_YOUR ASSIGNMENT_
Only some lines are wanted. Transcribe, exactly, the lines below from the line with "fn or_fallback(&self, component: Option<String>)" up to and including the line with "let s = v6.segments();".

_RECORDS SHOWN_
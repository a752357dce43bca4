use actix_web::dev::ServiceRequest;
use std::net::{IpAddr, Ipv6Addr, SocketAddr};

/// Key used when a request carries no identifying attribute.
pub const DEFAULT_FALLBACK_KEY: &str = "unknown";

type CustomFn = Box<dyn Fn(&ServiceRequest) -> Option<String>>;

/// Maps a request to the key its requests are counted against.
///
/// Derivation must be total: when the request has nothing to identify the caller by, return a
/// fallback key rather than failing. You should take care to ensure that you are producing unique
/// keys per store, e.g. by scoping keys by route.
pub trait KeyDeriver<R: ?Sized> {
    fn derive(&self, request: &R) -> String;
}

impl<R: ?Sized, F> KeyDeriver<R> for F
where
    F: Fn(&R) -> String,
{
    fn derive(&self, request: &R) -> String {
        self(request)
    }
}

/// Utility to derive a rate limit key from the attributes of an actix request.
///
/// Components are joined with `-` in a fixed order: scope, real IP, peer IP, path, custom.
/// A component that cannot be determined contributes the fallback key instead, and a builder
/// with no components derives the fallback key for every request.
pub struct KeyBuilder {
    scope: Option<String>,
    real_ip_key: bool,
    peer_ip_key: bool,
    path_key: bool,
    custom_fn: Option<CustomFn>,
    fallback: String,
}

impl Default for KeyBuilder {
    fn default() -> Self {
        Self::new()
    }
}

impl KeyBuilder {
    pub fn new() -> Self {
        Self {
            scope: None,
            real_ip_key: false,
            peer_ip_key: false,
            path_key: false,
            custom_fn: None,
            fallback: DEFAULT_FALLBACK_KEY.to_owned(),
        }
    }

    /// Prefix every key with a static component, e.g. the name of the route group.
    pub fn scope(mut self, scope: &str) -> Self {
        self.scope = Some(scope.to_owned());
        self
    }

    /// Adds the client's real IP to the rate limiting key.
    ///
    /// # Security
    ///
    /// This calls
    /// [ConnectionInfo::realip_remote_addr()](actix_web::dev::ConnectionInfo::realip_remote_addr)
    /// internally which is only suitable for Actix applications deployed behind a proxy that you
    /// control.
    ///
    /// # IPv6
    ///
    /// IPv6 addresses will be grouped into a single key per /64
    pub fn real_ip_key(mut self) -> Self {
        self.real_ip_key = true;
        self
    }

    /// Adds the connection peer IP to the rate limiting key.
    ///
    /// This is suitable when clients connect directly to the Actix application.
    ///
    /// # IPv6
    ///
    /// IPv6 addresses will be grouped into a single key per /64
    pub fn peer_ip_key(mut self) -> Self {
        self.peer_ip_key = true;
        self
    }

    /// Add the request path to the rate limiting key
    pub fn path_key(mut self) -> Self {
        self.path_key = true;
        self
    }

    /// Dynamically add a custom component to the rate limiting key, e.g. an authenticated user.
    ///
    /// Returning [None] contributes the fallback key.
    pub fn custom_fn<F>(mut self, f: F) -> Self
    where
        F: Fn(&ServiceRequest) -> Option<String> + 'static,
    {
        self.custom_fn = Some(Box::new(f));
        self
    }

    /// Override the key used for missing attributes, defaults to [DEFAULT_FALLBACK_KEY].
    pub fn fallback(mut self, fallback: &str) -> Self {
        self.fallback = fallback.to_owned();
        self
    }

    fn or_fallback(&self, component: Option<String>) -> String {
        component.unwrap_or_else(|| self.fallback.clone())
    }
}

impl KeyDeriver<ServiceRequest> for KeyBuilder {
    fn derive(&self, req: &ServiceRequest) -> String {
        let mut components = Vec::new();
        let info = req.connection_info();
        if let Some(scope) = &self.scope {
            components.push(scope.clone());
        }
        if self.real_ip_key {
            components.push(self.or_fallback(info.realip_remote_addr().and_then(ip_key)));
        }
        if self.peer_ip_key {
            components.push(self.or_fallback(info.peer_addr().and_then(ip_key)));
        }
        if self.path_key {
            components.push(req.path().to_owned());
        }
        if let Some(f) = &self.custom_fn {
            components.push(self.or_fallback(f(req)));
        }
        if components.is_empty() {
            return self.fallback.clone();
        }
        components.join("-")
    }
}

// Groups IPv6 addresses together, see:
// https://adam-p.ca/blog/2022/02/ipv6-rate-limiting/
// https://support.cloudflare.com/hc/en-us/articles/115001635128-Configuring-Cloudflare-Rate-Limiting
fn ip_key(addr: &str) -> Option<String> {
    let ip = addr
        .parse::<IpAddr>()
        .or_else(|_| addr.parse::<SocketAddr>().map(|socket| socket.ip()))
        .ok()?;
    Some(match ip {
        IpAddr::V4(v4) => v4.to_string(),
        IpAddr::V6(v6) => {
            if let Some(v4) = v6.to_ipv4_mapped() {
                return Some(v4.to_string());
            }
            let s = v6.segments();
            let subnet = Ipv6Addr::new(s[0], s[1], s[2], s[3], 0, 0, 0, 0);
            format!("{}/64", subnet)
        }
    })
}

_ANSWER TO THE EXERCISE_
    fn or_fallback(&self, component: Option<String>) -> String {
        component.unwrap_or_else(|| self.fallback.clone())
    }
}

impl KeyDeriver<ServiceRequest> for KeyBuilder {
    fn derive(&self, req: &ServiceRequest) -> String {
        let mut components = Vec::new();
        let info = req.connection_info();
        if let Some(scope) = &self.scope {
            components.push(scope.clone());
        }
        if self.real_ip_key {
            components.push(self.or_fallback(info.realip_remote_addr().and_then(ip_key)));
        }
        if self.peer_ip_key {
            components.push(self.or_fallback(info.peer_addr().and_then(ip_key)));
        }
        if self.path_key {
            components.push(req.path().to_owned());
        }
        if let Some(f) = &self.custom_fn {
            components.push(self.or_fallback(f(req)));
        }
        if components.is_empty() {
            return self.fallback.clone();
        }
        components.join("-")
    }
}

// Groups IPv6 addresses together, see:
// https://adam-p.ca/blog/2022/02/ipv6-rate-limiting/
// https://support.cloudflare.com/hc/en-us/articles/115001635128-Configuring-Cloudflare-Rate-Limiting
fn ip_key(addr: &str) -> Option<String> {
    let ip = addr
        .parse::<IpAddr>()
        .or_else(|_| addr.parse::<SocketAddr>().map(|socket| socket.ip()))
        .ok()?;
    Some(match ip {
        IpAddr::V4(v4) => v4.to_string(),
        IpAddr::V6(v6) => {
            if let Some(v4) = v6.to_ipv4_mapped() {
                return Some(v4.to_string());
            }
            let s = v6.segments();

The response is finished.